Federal Task Force Announces Software Development Contest to Tackle Gender Pay Gap
The National Equal Pay Task force yesterday announced a new contest, The Equal Pay App Challenge, for creating software applications that makes use of the U.S. Department of Labor as a means to eliminate the gender gap in pay. On average women are paid lower than their male opposite numbers in basically the same roles, with an even bigger difference for minority women.
"Women make up nearly half of the U.S. labor force and play a vital role in the nation's economy," said Secretary of Labor Hilda L. Solis. "While progress has been made in recent decades, the pay gap continues to disadvantage many women, with consequences not only for them, but for their families and the economy as a whole."
The contest calls on developers to use publicly available information to create novel, easy-to-use apps that educate users about the pay gap and provide tools to combat it. Improved accessibility of pay data broken down by gender, race and ethnicity, and as well as information on early career pay, pay negotiation or career mentorship as just some of the requirements that the applications will need to fulfill.
Online compensation analysis website, Salary.com also announced it will provide its support to the Equal Pay Task Force, by volunteering its collection of salary data – covering more than 4,000 jobs – for use in the Challenge. They chose to take the unprecedented step of opening up its invaluable salary data at the request of the White House, and because all employees should be educated about compensation levels and fair pay.
According to a 2011 survey carried out by Salary.com, just 30 percent of women always negotiate after being offered a job, compared to 46 percent of men. Just over a quarter of women – 26 percent – said they don't negotiate salary because they lack the necessary skills.
The eventual winners will be announced in April will be entitled to receive one of eight prizes, including scholarships to attend an eight-week immersive program on digital product innovation and entrepreneurship hosted by General Assembly, a campus for technology, design and entrepreneurship. The competition is open for submissions from Jan. 31 until March 31.

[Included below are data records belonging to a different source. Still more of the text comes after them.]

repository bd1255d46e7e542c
//! Infrastructure error conversions

pub mod conversions;

pub use conversions::InfraError;
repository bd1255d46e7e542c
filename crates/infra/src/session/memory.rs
//! In-memory credential store

use async_trait::async_trait;
use authconsole_core::CredentialStore;
use authconsole_domain::{Credential, ProfileId, Result};
use parking_lot::RwLock;

/// Credential store that lives and dies with the process
#[derive(Debug, Default)]
pub struct InMemoryCredentialStore {
    credential: RwLock<Option<Credential>>,
    profile_id: RwLock<Option<ProfileId>>,
}

impl InMemoryCredentialStore {
    pub fn new() -> Self {
        Self::default()
    }
}

#[async_trait]
impl CredentialStore for InMemoryCredentialStore {
    async fn credential(&self) -> Result<Option<Credential>> {
        Ok(self.credential.read().clone())
    }

    async fn store_credential(&self, credential: Credential) -> Result<()> {
        *self.credential.write() = Some(credential);
        Ok(())
    }

    async fn clear_credential(&self) -> Result<()> {
        *self.credential.write() = None;
        Ok(())
    }

    async fn profile_id(&self) -> Result<Option<ProfileId>> {
        Ok(*self.profile_id.read())
    }

    async fn store_profile_id(&self, profile_id: ProfileId) -> Result<()> {
        *self.profile_id.write() = Some(profile_id);
        Ok(())
    }

    async fn clear_profile_id(&self) -> Result<()> {
        *self.profile_id.write() = None;
        Ok(())
    }
}
//! Permissions

use std::sync::Arc;

use authconsole_core::RequestOptions;
use authconsole_domain::{ApiResponse, PageRequest, Permission, PermissionRequest};

use super::{Acknowledgement, CrudEndpoint};
use crate::api::{ApiClient, ApiError};

pub const PERMISSIONS_PATH: &str = "/api/v1/permissions";

#[derive(Debug, Clone)]
pub struct PermissionService {
    endpoint: CrudEndpoint<Permission, PermissionRequest>,
}

impl PermissionService {
    pub fn new(client: Arc<ApiClient>) -> Self {
        Self { endpoint: CrudEndpoint::new(client, PERMISSIONS_PATH) }
    }

    #[must_use]
    pub fn with_options(self, options: RequestOptions) -> Self {
        Self { endpoint: self.endpoint.with_options(options) }
    }

    pub async fn list(&self, page: &PageRequest) -> Result<ApiResponse<Vec<Permission>>, ApiError> {
        self.endpoint.list(page).await
    }

    pub async fn get(&self, id: i64) -> Result<ApiResponse<Permission>, ApiError> {
        self.endpoint.get(id).await
    }

    pub async fn create(
        &self,
        request: &PermissionRequest,
    ) -> Result<ApiResponse<Permission>, ApiError> {
        self.endpoint.create(request).await
    }

    pub async fn update(
        &self,
        id: i64,
        request: &PermissionRequest,
    ) -> Result<ApiResponse<Permission>, ApiError> {
        self.endpoint.update(id, request).await
    }

    pub async fn delete(&self, id: i64) -> Result<Acknowledgement, ApiError> {
        self.endpoint.delete(id).await
    }

    pub async fn restore(&self, id: i64) -> Result<Acknowledgement, ApiError> {
        self.endpoint.restore(id).await
    }
}
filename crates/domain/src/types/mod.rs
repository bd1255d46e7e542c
//! Domain types and models

pub mod access;
pub mod alert;
pub mod envelope;
pub mod expense;
pub mod session;

pub use access::{
    Permission, PermissionRequest, Platform, PlatformProfileRole, PlatformProfileRoleRequest,
    PlatformRequest, PlatformRolePermission, PlatformRolePermissionRequest, Profile,
    ProfileEmailRequest, ProfilePasswordRequest, ProfileRequest, Role, RoleRequest,
};
pub use alert::{Alert, AlertSeverity};
pub use envelope::{
    ApiResponse, ErrorEnvelope, PageRequest, ResponseCrudInfo, ResponseMetadata, ResponsePageInfo,
    ResponseStatusInfo, SortDirection,
};
pub use expense::{
    Account, AccountRequest, AccountStatus, AccountTrend, Budget, BudgetPeriod, BudgetRequest,
    CashFlowSummary, Category, CategoryBreakdown, CategoryRequest, CategoryType, InsightsQuery,
    Transaction, TransactionFilter, TransactionRequest, TransactionType,
};
pub use session::{AuthToken, Credential, LoginRequest, ProfileId, RefreshRequest};
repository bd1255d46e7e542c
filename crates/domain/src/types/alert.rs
//! User-facing alert messages

use serde::{Deserialize, Serialize};

#[derive(Debug, Clone, Copy, PartialEq, Eq, Hash, Serialize, Deserialize)]
#[serde(rename_all = "lowercase")]
pub enum AlertSeverity {
    Success,
    Info,
    Warning,
    Error,
}

crate::impl_wire_enum_conversions!(AlertSeverity {
    Success => "success",
    Info => "info",
    Warning => "warning",
    Error => "error",
});

/// One message for the global alert channel
#[derive(Debug, Clone, PartialEq, Eq, Serialize, Deserialize)]
pub struct Alert {
    pub severity: AlertSeverity,
    pub message: String,
}

impl Alert {
    pub fn new(severity: AlertSeverity, message: impl Into<String>) -> Self {
        Self { severity, message: message.into() }
    }

    pub fn error(message: impl Into<String>) -> Self {
        Self::new(AlertSeverity::Error, message)
    }

    pub fn success(message: impl Into<String>) -> Self {
        Self::new(AlertSeverity::Success, message)
    }
}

Job.com and Jobaline.com team up to bring Per-Per-Pick Recruitment Model
Job.com and Jobaline have partnered to establish a new candidate sourcing model called Pay-Per-Pick. The model allows recruiters and employers post jobs for free and only pay when they access resumes of qualified candidates they believe match the position’s assigned requirements.
The technology, developed by Jobaline, powers Job.com’s candidate network which pushes job postings to more than 33 million job seekers and 5 million unique visitors every month. Pay-per-pick gives room for companies to target their recruiting budget at the most suitable candidates as they filter resumes they would like to have access to. Both companies are touting the technology to be more cost efficient than other existing recruitment models such as per-per-post and pay-per-recruiting.
It further differs from the other models as the job postings require no up-front costs and place no restrictions on the number or time frame of job postings allowing for employers to enhance their overall hiring strategy and increase emphasis on results-based recruitment.
The technology also provide an opportunity for job seekers to promote their qualifications directly from with the job posting itself as comments allowing them to side track the “resume black hole” that frustrates many job candidates.